Frustrations and expectations
Frustration appears when expectations are not met. When we daily face situations that fall below our expectations, frustration peeks its head out. What is happening is not corresponding with what we think should be happening, and so annoyance, anger, anguish, anxiety or sadness and frustration start to mount. The feeling of failing a tenant in need rises up and can lead to anger at the system in which housing operates. Consequently we find ourselves managing frustration at work.
There are no quick answers to this one, though I was interested to note that following a DWP presentation at our UC event hosted by Your Homes Newcastle in October 2018, a Senior Leader in Housing remarked to me ‘The message I am taking back to the team is ‘it’s not getting any better’. He had a plan to support managing frustration, which was about managing expectations. I loved this comment and it contributed to me putting together this piece.

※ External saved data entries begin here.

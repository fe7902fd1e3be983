use serde::{Deserialize, Serialize};
use serde_json::Value;

pub const ROLE_ADMIN: &str = "Admin";
pub const ROLE_USER: &str = "User";

pub const SOURCE_COMMUNITY: &str = "community";
pub const LINK_SUFFIX: &str = "_community_link";

#[derive(Debug, Clone, Serialize, Deserialize, sqlx::FromRow)]
pub struct User {
    pub id: String,
    pub username: String,
    pub email: String,
    #[serde(skip_serializing)]
    pub password_hash: String,
    pub preferred_language: String,
    pub active: bool,
    pub created_at: String,
    #[serde(skip_serializing)]
    pub manifest_token: Option<String>,
    #[serde(skip_serializing)]
    pub provider_credentials: Option<String>,
}

#[derive(Debug, Clone, Serialize, Deserialize, sqlx::FromRow)]
pub struct Session {
    pub token: String,
    pub user_id: String,
    pub created_at: String,
    pub expires_at: Option<String>,
}

#[derive(Debug, Clone, Serialize, Deserialize, sqlx::FromRow)]
pub struct Role {
    pub id: i64,
    pub name: String,
    pub description: Option<String>,
}

#[derive(Debug, Clone, Serialize, Deserialize, sqlx::FromRow)]
pub struct Subtitle {
    pub id: String,
    pub content_id: String,
    pub content_type: String,
    pub video_hash: Option<String>,
    pub language: String,
    pub file_path: Option<String>,
    pub uploader_id: String,
    pub upload_timestamp: String,
    pub votes: i64,
    pub author: Option<String>,
    pub version_info: Option<String>,
    pub source_type: String,
    pub source_metadata: Option<String>,
}

impl Subtitle {
    pub fn metadata(&self) -> Option<Value> {
        self.source_metadata
            .as_deref()
            .and_then(|raw| serde_json::from_str(raw).ok())
    }

    pub fn is_community(&self) -> bool {
        self.source_type == SOURCE_COMMUNITY
    }

    /// Provider name for a `{provider}_community_link` row
    pub fn link_provider(&self) -> Option<&str> {
        self.source_type.strip_suffix(LINK_SUFFIX)
    }

    /// Only community uploads and community links carry votes
    pub fn is_votable(&self) -> bool {
        self.is_community() || self.link_provider().is_some()
    }

    /// Provider-side id recorded when the row was linked
    pub fn provider_subtitle_id(&self) -> Option<String> {
        self.metadata()?
            .get("provider_subtitle_id")
            .and_then(json_id_to_string)
    }
}

pub fn link_source_type(provider: &str) -> String {
    format!("{}{}", provider, LINK_SUFFIX)
}

/// Provider ids arrive as either JSON strings or numbers
pub fn json_id_to_string(value: &Value) -> Option<String> {
    match value {
        Value::String(s) if !s.is_empty() => Some(s.clone()),
        Value::Number(n) => Some(n.to_string()),
        _ => None,
    }
}

#[derive(Debug, Clone, Serialize, Deserialize, sqlx::FromRow)]
pub struct UserActivity {
    pub id: String,
    pub user_id: String,
    pub content_id: String,
    pub content_type: String,
    pub timestamp: String,
    pub video_hash: Option<String>,
    pub video_size: Option<i64>,
    pub video_filename: Option<String>,
}

#[derive(Debug, Clone, Serialize, Deserialize, sqlx::FromRow)]
pub struct UserSubtitleSelection {
    pub id: i64,
    pub user_id: String,
    pub content_id: String,
    pub video_hash: Option<String>,
    pub language: String,
    pub selected_subtitle_id: Option<String>,
    pub external_details_json: Option<String>,
    pub timestamp: String,
}

impl UserSubtitleSelection {
    pub fn external_details(&self) -> Option<Value> {
        self.external_details_json
            .as_deref()
            .and_then(|raw| serde_json::from_str(raw).ok())
    }
}

#[derive(Debug, Clone, Serialize, Deserialize, sqlx::FromRow)]
pub struct SubtitleVote {
    pub id: i64,
    pub user_id: String,
    pub subtitle_id: String,
    pub vote_value: i64,
    pub timestamp: String,
}

#[derive(Debug, Clone, Serialize, Deserialize, sqlx::FromRow)]
pub struct AnimeMapping {
    pub kitsu_id: Option<i64>,
    pub mal_id: Option<i64>,
    pub imdb_id: Option<String>,
    pub tvdb_season: Option<i64>,
}

#[cfg(test)]
mod tests {
    use super::*;

    fn subtitle(source_type: &str, metadata: Option<&str>) -> Subtitle {
        Subtitle {
            id: "id".to_string(),
            content_id: "tt1".to_string(),
            content_type: "movie".to_string(),
            video_hash: None,
            language: "eng".to_string(),
            file_path: None,
            uploader_id: "u".to_string(),
            upload_timestamp: String::new(),
            votes: 0,
            author: None,
            version_info: None,
            source_type: source_type.to_string(),
            source_metadata: metadata.map(str::to_string),
        }
    }

    #[test]
    fn test_link_provider() {
        assert_eq!(
            subtitle("opensubtitles_community_link", None).link_provider(),
            Some("opensubtitles")
        );
        assert_eq!(subtitle("community", None).link_provider(), None);
        assert!(subtitle("subdl_community_link", None).is_votable());
        assert!(!subtitle("opensubtitles_auto", None).is_votable());
    }

    #[test]
    fn test_provider_subtitle_id_accepts_numbers() {
        let sub = subtitle(
            "opensubtitles_community_link",
            Some(r#"{"provider_subtitle_id": 12345}"#),
        );
        assert_eq!(sub.provider_subtitle_id().as_deref(), Some("12345"));

        let sub = subtitle("subdl_community_link", Some(r#"{"provider_subtitle_id": "/s/1.zip"}"#));
        assert_eq!(sub.provider_subtitle_id().as_deref(), Some("/s/1.zip"));
    }
}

Helpful hints to manage frustration
- Anger and sadness are often borne out of a desire to connect people in a situation. Feeling connected as part of a team can help employees feel supported as part of an organisation or team that is tackling these challenges together.
- Telephone debriefs can often help colleagues release the built-up emotions that can come about from taking a difficult call.
- Validating the challenges, they are facing as part of a UK wide challenge can feel depressing, but also can highlight that it not something you are doing wrong.
- Communicating what your organisation, and sector, is doing to help minimise the impact of welfare reforms can help people feel that attention is being brought to this issue and they are not alone. This can bring a feeling of hope.
Expectations as a positive
The interesting thing is that social housing as a sector is full of people that love to make a difference. They want to reach and support the most vulnerable in society. Time and time again we see clients go above and beyond to make that difference happen. And yet as frustration is often a key part of their jobs, frustration tolerance is something they simply must develop.